Tres adolescentes podrán decidir cuándo y cómo comunicarse con su madre
Tres adolescentes que viven con su padre en la Zona Andina de Río Negro podrán decidir de manera directa cómo mantener el contacto con su madre, que reside en otra provincia. La Justicia consideró que, por su edad y grado de madurez, cuentan con autonomía suficiente para definir el modo y la frecuencia de las comunicaciones.
El caso se inició a partir del reclamo de la madre, quien sostuvo que no podía mantener una comunicación libre con sus hijos y señaló que el padre intervenía en los contactos e impedía que recibieran fotografías, mensajes o información sobre sus viajes a la región.
Los tres adolescentes viven con su padre desde fines de 2021. La madre, en tanto, reside actualmente en otra localidad junto con su pareja y otros hijos. La distancia hizo que las comunicaciones telefónicas y virtuales se convirtieran en una parte central del vínculo familiar y también en uno de los principales motivos de conflicto entre los progenitores.
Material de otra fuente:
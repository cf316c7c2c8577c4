use std::fs::Metadata;
use std::io;
use std::path::Path;
use std::sync::Arc;

use chrono::{DateTime, Utc};
use serde::{Deserialize, Serialize};

use crate::category::{Category, CategoryTable};
use crate::error::{IoContext, StoreError};
use crate::layout::{validate_segment, StorageRoot, PART_FILE_PREFIX, STAGING_DIR_NAME};

/// One child of a listed directory.
#[derive(Debug, Clone, PartialEq, Eq, Serialize, Deserialize)]
#[serde(rename_all = "camelCase")]
pub struct Entry {
    pub name: String,
    pub is_directory: bool,
    pub size: u64,
    pub modified: Option<DateTime<Utc>>,
    pub created: Option<DateTime<Utc>>,
}

/// A committed file in the store.
#[derive(Debug, Clone, PartialEq, Eq, Serialize, Deserialize)]
#[serde(rename_all = "camelCase")]
pub struct StoredFile {
    /// Root-relative directory.
    pub directory: String,
    pub filename: String,
    pub size: u64,
    pub modified: Option<DateTime<Utc>>,
    pub created: Option<DateTime<Utc>>,
    pub category: Category,
    pub namespace: Option<String>,
}

impl StoredFile {
    /// Root-relative path, `directory/filename`.
    pub fn relative_path(&self) -> String {
        if self.directory.is_empty() {
            self.filename.clone()
        } else {
            format!("{}/{}", self.directory, self.filename)
        }
    }
}

#[derive(Debug, Clone, Copy, PartialEq, Eq, Serialize, Deserialize)]
#[serde(rename_all = "lowercase")]
pub enum EntryKind {
    File,
    Directory,
}

impl std::fmt::Display for EntryKind {
    fn fmt(&self, f: &mut std::fmt::Formatter<'_>) -> std::fmt::Result {
        match self {
            EntryKind::File => f.write_str("file"),
            EntryKind::Directory => f.write_str("directory"),
        }
    }
}

/// Create, list, stat and delete entries beneath the storage root.
#[derive(Debug, Clone)]
pub struct DirectoryManager {
    root: StorageRoot,
    categories: Arc<CategoryTable>,
}

impl DirectoryManager {
    pub fn new(root: StorageRoot, categories: Arc<CategoryTable>) -> Self {
        Self { root, categories }
    }

    /// Create `name`, optionally under an existing `parent`.
    pub async fn create_directory(
        &self,
        parent: Option<&str>,
        name: &str,
    ) -> Result<String, StoreError> {
        let name = name.trim_matches('/');
        validate_segment(name)?;

        let base = match parent {
            Some(parent) => self.root.resolve_relative(parent)?,
            None => self.root.path().to_path_buf(),
        };
        let at_root = base == self.root.path();
        if at_root && name == STAGING_DIR_NAME {
            return Err(StoreError::Validation(format!(
                "'{}' is reserved",
                STAGING_DIR_NAME
            )));
        }
        if at_root {
            tokio::fs::create_dir_all(&base)
                .await
                .op("create storage root")?;
        } else if !is_dir(&base).await? {
            return Err(StoreError::NotFound(format!(
                "parent directory '{}'",
                self.root.relative_display(&base)
            )));
        }

        let target = base.join(name);
        let relative = self.root.relative_display(&target);
        match tokio::fs::create_dir(&target).await {
            Ok(()) => {
                tracing::info!(path = %relative, "created directory");
                Ok(relative)
            }
            Err(e) if e.kind() == io::ErrorKind::AlreadyExists => {
                Err(StoreError::Conflict(format!("'{}'", relative)))
            }
            Err(e) => Err(StoreError::io("create directory", e)),
        }
    }

    /// Delete a file, or a directory only when it is empty.
    pub async fn delete_entry(&self, path: &str) -> Result<EntryKind, StoreError> {
        let target = self.root.resolve_relative(path)?;
        if target == self.root.path() {
            return Err(StoreError::Validation(
                "the storage root cannot be deleted".into(),
            ));
        }
        let relative = self.root.relative_display(&target);
        let metadata = metadata_or_not_found(&target, &relative).await?;

        if !metadata.is_dir() {
            tokio::fs::remove_file(&target)
                .await
                .map_err(|e| not_found_or_io(e, &relative, "delete file"))?;
            tracing::info!(path = %relative, "deleted file");
            return Ok(EntryKind::File);
        }

        let item_count = count_entries(&target).await?;
        if item_count > 0 {
            return Err(StoreError::NonEmptyDirectory {
                path: relative,
                item_count,
            });
        }
        match tokio::fs::remove_dir(&target).await {
            Ok(()) => {
                tracing::info!(path = %relative, "deleted directory");
                Ok(EntryKind::Directory)
            }
            Err(e) => {
                // Something may have landed in it between the count and the removal.
                let item_count = count_entries(&target).await.unwrap_or(0);
                if item_count > 0 {
                    Err(StoreError::NonEmptyDirectory {
                        path: relative,
                        item_count,
                    })
                } else {
                    Err(not_found_or_io(e, &relative, "delete directory"))
                }
            }
        }
    }

    /// List the children of `directory` (the root when `None`), sorted by name.
    pub async fn list_entries(&self, directory: Option<&str>) -> Result<Vec<Entry>, StoreError> {
        let dir = self.root.resolve_relative(directory.unwrap_or(""))?;
        let relative = self.root.relative_display(&dir);
        let at_root = dir == self.root.path();

        let mut reader = match tokio::fs::read_dir(&dir).await {
            Ok(reader) => reader,
            Err(e) if is_missing(&e) => {
                return Err(StoreError::NotFound(format!("directory '{}'", relative)))
            }
            Err(e) => return Err(StoreError::io("read directory", e)),
        };

        let mut entries = Vec::new();
        while let Some(child) = reader.next_entry().await.op("read directory")? {
            let name = child.file_name().to_string_lossy().to_string();
            if is_hidden_machinery(&name, at_root) {
                continue;
            }
            // Entries removed while listing are skipped.
            let Ok(metadata) = child.metadata().await else {
                continue;
            };
            let is_directory = metadata.is_dir();
            entries.push(Entry {
                name,
                is_directory,
                size: if is_directory { 0 } else { metadata.len() },
                modified: modified(&metadata),
                created: created(&metadata),
            });
        }
        entries.sort_by(|a, b| a.name.cmp(&b.name));
        Ok(entries)
    }

    /// Metadata of one stored file.
    pub async fn stat_file(&self, directory: &str, name: &str) -> Result<StoredFile, StoreError> {
        validate_segment(name)?;
        let dir = self.root.resolve_relative(directory)?;
        let path = dir.join(name);
        let relative = self.root.relative_display(&path);
        let metadata = metadata_or_not_found(&path, &relative).await?;
        if !metadata.is_file() {
            return Err(StoreError::NotFound(format!("file '{}'", relative)));
        }
        Ok(self.describe(&path, &metadata))
    }

    /// Build a [`StoredFile`] for a path under the root.
    pub(crate) fn describe(&self, path: &Path, metadata: &Metadata) -> StoredFile {
        let filename = path
            .file_name()
            .map(|n| n.to_string_lossy().to_string())
            .unwrap_or_default();
        let directory = path
            .parent()
            .map(|p| self.root.relative_display(p))
            .unwrap_or_default();
        let is_category_dir = directory
            .parse::<Category>()
            .map(|_| true)
            .unwrap_or(false);
        let mime = mime_guess::from_path(&filename).first_raw();
        StoredFile {
            category: self.categories.classify(mime, &filename),
            namespace: (!directory.is_empty() && !is_category_dir).then(|| directory.clone()),
            directory,
            filename,
            size: metadata.len(),
            modified: modified(metadata),
            created: created(metadata),
        }
    }

    pub fn root(&self) -> &StorageRoot {
        &self.root
    }
}

fn is_hidden_machinery(name: &str, at_root: bool) -> bool {
    (at_root && name == STAGING_DIR_NAME) || name.starts_with(PART_FILE_PREFIX)
}

async fn is_dir(path: &Path) -> Result<bool, StoreError> {
    match tokio::fs::metadata(path).await {
        Ok(metadata) => Ok(metadata.is_dir()),
        Err(e) if is_missing(&e) => Ok(false),
        Err(e) => Err(StoreError::io("stat directory", e)),
    }
}

async fn metadata_or_not_found(path: &Path, relative: &str) -> Result<Metadata, StoreError> {
    tokio::fs::metadata(path)
        .await
        .map_err(|e| not_found_or_io(e, relative, "stat entry"))
}

async fn count_entries(dir: &Path) -> Result<usize, StoreError> {
    let mut reader = tokio::fs::read_dir(dir).await.op("read directory")?;
    let mut count = 0;
    while reader.next_entry().await.op("read directory")?.is_some() {
        count += 1;
    }
    Ok(count)
}

fn not_found_or_io(e: io::Error, relative: &str, op: &'static str) -> StoreError {
    if is_missing(&e) {
        StoreError::NotFound(format!("'{}'", relative))
    } else {
        StoreError::io(op, e)
    }
}

fn is_missing(e: &io::Error) -> bool {
    // A path through a regular file reports ENOTDIR on unix.
    e.kind() == io::ErrorKind::NotFound || (cfg!(unix) && e.raw_os_error() == Some(20))
}

fn modified(metadata: &Metadata) -> Option<DateTime<Utc>> {
    metadata.modified().ok().map(DateTime::<Utc>::from)
}

fn created(metadata: &Metadata) -> Option<DateTime<Utc>> {
    metadata.created().ok().map(DateTime::<Utc>::from)
}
La palabra de los adolescentes fue determinante
El padre negó las acusaciones y aseguró que nunca impidió que sus hijos hablaran con su madre. Incluso sostuvo que tenían libertad para comunicarse con ella cuando quisieran.
Una evaluación realizada en la vivienda familiar aportó un elemento relevante: los adolescentes cuentan con sus propios teléfonos celulares para mantener el contacto. Sin embargo, el informe señaló que no tenían intención de comunicarse con su madre y que el padre les insistía para que lo hicieran.
El expediente también incorporó informes escolares, antecedentes de organismos de protección y documentación vinculada con el período en que los chicos vivieron junto a su madre y su pareja.
Las evaluaciones realizadas sobre la vivienda paterna determinaron que el lugar es adecuado para sus necesidades. Además, otra pericia no encontró elementos que permitieran sostener que el padre careciera de capacidad para asumir de manera responsable su cuidado.
Sin embargo, esos antecedentes no fueron determinantes para resolver el conflicto.
Los tres adolescentes fueron escuchados personalmente durante una audiencia y expresaron con claridad qué tipo de relación quieren mantener con su madre. También manifestaron su decisión de continuar con la vida que construyeron junto a su padre.
La resolución consideró que tienen consolidado su centro de vida en la Zona Andina, donde estudian y mantienen sus vínculos sociales y familiares.
Podrán elegir cuándo hablar con su madre
A partir de su edad y grado de madurez, la Justicia descartó que el padre deba actuar como intermediario en las comunicaciones.
Tampoco estableció un cronograma obligatorio de llamadas o videollamadas. Serán los propios adolescentes quienes podrán acordar con su madre cuándo hablar por teléfono, intercambiar mensajes o realizar videollamadas.
De esta manera, la sentencia reconoció que cuentan tanto con los medios necesarios como con la autonomía suficiente para definir el ritmo de ese vínculo.
También fijaron pautas para los encuentros presenciales
La situación es diferente cuando se trata de encuentros cara a cara. Como la madre reside en otra provincia, las reuniones podrán realizarse cuando ella se encuentre en la Zona Andina.
La Justicia estableció que los encuentros no tendrán pernocte y deberán realizarse sin la presencia de la pareja que tenga la mujer en ese momento.
Esas condiciones coinciden con lo expresado por los propios adolescentes durante el proceso y con el criterio posteriormente sostenido por la representación encargada de defender sus intereses.
El fallo tampoco encontró motivos actuales para impedir el contacto presencial con la madre.
De esta manera, la jueza interviniente hizo lugar al pedido de establecer un régimen de comunicación, pero evitó transformarlo en una agenda rígida de llamadas y visitas obligatorias. El contacto virtual quedó en manos de los tres adolescentes, mientras que los encuentros presenciales deberán respetar las pautas que ellos mismos plantearon durante el proceso.